As the years progressed everyone in the family became deeply involved in building lives and exploring this new place with its deep wilderness so close at hand.  There were dams and locks, fisheries and rodeos to explore, not to mention the ocean with clams to dig and driftwood and sand dollars and wild blackberries to gather.  We were not hunters – we were gatherers and growers.  And as the photos attest, we were three generations of posers.

The Clark kids at Santa's Village, Skyforest, California, circa 1965

The immensity of the Cascade Range, the Columbia River Gorge and the Sierras remains a compelling backdrop, to say nothing of the roadside attractions along the way. My grandmother often had a box camera at the ready and Dad learned photography while stationed in Alaska in the early 1950s, thankfully documenting many getaways in color transparency.  The family slide show was a rare but beloved tradition and we roared with laughter at the most unflattering photos of the women in the cat-eye glasses of the early 1960s.  The many shots in which Grandpa’s Pendleton wool clad arm hung to his side but pointed his index finger as if at some spot on the ground was rivaled only by Grandma’s giant purse, which she held proudly at every point of interest where she was photographed.

My father was also a reader of historical plaques.  We sulked our way through every trip, rolling our eyes while waiting for him to read another dull bronze text only to find ourselves forty years later reading every plaque we encounter.  I finally get it.  In takes some history to find anything interesting about history.

Mom at Crater Lake, circa 1967, shot with Dad's Argus 35mm rangefinder.

Over the years, Mom was the only one in the family I ever heard who struggled in her longing for the old days and extended family in Illinois. It’s not that she didn’t love the West, but she was torn.  Her childhood family moved in one direction. Her heart moved here and back again. She shared her own children’s sense of dread each time we moved and we moved often, up and down the coast and back and forth.  When I learned about Manifest Destiny at Chinook Junior High in Bellevue, Washington, it struck a chord with me. Both the adventure and the anxiety of exploring or moving are compelling forces. The grandiose title stuck in my mind.  In spite of the politics of the time in which the term was coined, it stayed with me as a kind of lifetime experience.  I write this a month after Mom’s passing and while I wasn’t thinking of her when I conceived of the photography exhibition “Manifest Destiny,” I realize now my family’s role in forming the idea.

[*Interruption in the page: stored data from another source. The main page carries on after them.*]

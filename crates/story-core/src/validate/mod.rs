//! Framework de validación: reportes estructurados que alimentan el loop de
//! revisión.
//!
//! Cada paso aporta su validador como función pura sobre el payload parseado
//! y sus insumos congelados (los artifacts padre). Un reporte con issues no
//! es excepción: el runtime lo convierte en un prompt de revisión usando
//! `code` (identificador estable) y `suggested_fix`.

use serde::{Deserialize, Serialize};

/// Un problema concreto detectado por un validador.
#[derive(Debug, Clone, PartialEq, Eq, Serialize, Deserialize)]
pub struct ValidationIssue {
    /// Código estable (p. ej. "word_count", "scene_count"). Lo consume la
    /// composición del prompt de revisión y los tests.
    pub code: String,
    pub message: String,
    pub suggested_fix: String,
}

impl ValidationIssue {
    pub fn new(code: impl Into<String>, message: impl Into<String>, suggested_fix: impl Into<String>) -> Self {
        Self { code: code.into(),
               message: message.into(),
               suggested_fix: suggested_fix.into() }
    }
}

/// Resultado de validar un payload: aceptación o lista de issues accionables.
#[derive(Debug, Clone, Default, PartialEq, Eq, Serialize, Deserialize)]
pub struct ValidationReport {
    pub issues: Vec<ValidationIssue>,
}

impl ValidationReport {
    /// Reporte vacío (aceptación).
    pub fn ok() -> Self {
        Self::default()
    }

    pub fn is_ok(&self) -> bool {
        self.issues.is_empty()
    }

    pub fn push(&mut self, code: &str, message: impl Into<String>, suggested_fix: impl Into<String>) {
        self.issues.push(ValidationIssue::new(code, message, suggested_fix));
    }

    pub fn merge(&mut self, other: ValidationReport) {
        self.issues.extend(other.issues);
    }
}

#[cfg(test)]
mod tests {
    use super::*;

    #[test]
    fn empty_report_is_ok() {
        assert!(ValidationReport::ok().is_ok());
    }

    #[test]
    fn push_collects_issues_in_order() {
        let mut r = ValidationReport::ok();
        r.push("word_count", "too long", "shorten it");
        r.push("missing_field", "no goal", "add a goal");
        assert!(!r.is_ok());
        assert_eq!(r.issues[0].code, "word_count");
        assert_eq!(r.issues[1].code, "missing_field");
    }
}
//! Payload del paso 0: categoría y promesa al lector.

use serde::{Deserialize, Serialize};

/// Posicionamiento inicial de la historia: categoría comercial, tipo de
/// relato y la lista de "delights" que el público espera del género.
#[derive(Debug, Clone, PartialEq, Eq, Serialize, Deserialize)]
pub struct StoryCategory {
    pub category: String,
    pub story_kind: String,
    pub audience_delight: Vec<String>,
}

That’s enough now about me.  Here’s something about the show:

Cypress Trees, Marina Del Rey, CA (c)2003, Amanda Friedman

Manifest Destiny opens at the Analog Salon in Culver City California on January 28 and runs through March 17, 2012.

My exhibition statement:

We came on foot, on horseback, by train, by ship and eventually by car and airplane. We came west for a multitude of reasons: for adventure, for economic opportunity, to escape the crowds of the East. Our quest over the last 200 years led to the discovery of a great expansive and rugged geography, of open range and potential farmland, of rich forests, wildlife, bountiful rivers and streams, to otherworldly desert scapes and to the vastness of the Pacific Ocean. While the term Manifest Destiny was used in the 19th century to promote transcontinental expansion and provide justification for the war with Mexico, it brought devastation to America’s native cultures. This exhibition is built more broadly around the concept of Western movement, of the need to discover what there is to find beyond the next hill.

Photographers by their nature are inquisitive beings, seeking or creating worlds in which to tell or repeat a visual story. The eight artists in this exhibition, Randi Berez, Claudio Cambon, Larry S. Clark, Nicholas Alan Cope, Amanda Friedman, Michael Kelley, Lisa Romerein and Todd Weaver, come from a variety of backgrounds. Some came to the West for reasons not that dissimilar from travelers of the past. Some have lived all their lives in the west and share a deep and abiding connection to this place as much for its open landscape as for its propensity for other forms of discovery, in architecture, in technology.

Our West Coast of the present has been exploited and broadly tamed by the generations that followed the original intrepid explorers and native peoples before them. The romance of the West still lingers, however, fascinating us with its wildness, its opportunity, it’s modernism, light, water, open mindedness, creative ingenuity as well as with its withering assets.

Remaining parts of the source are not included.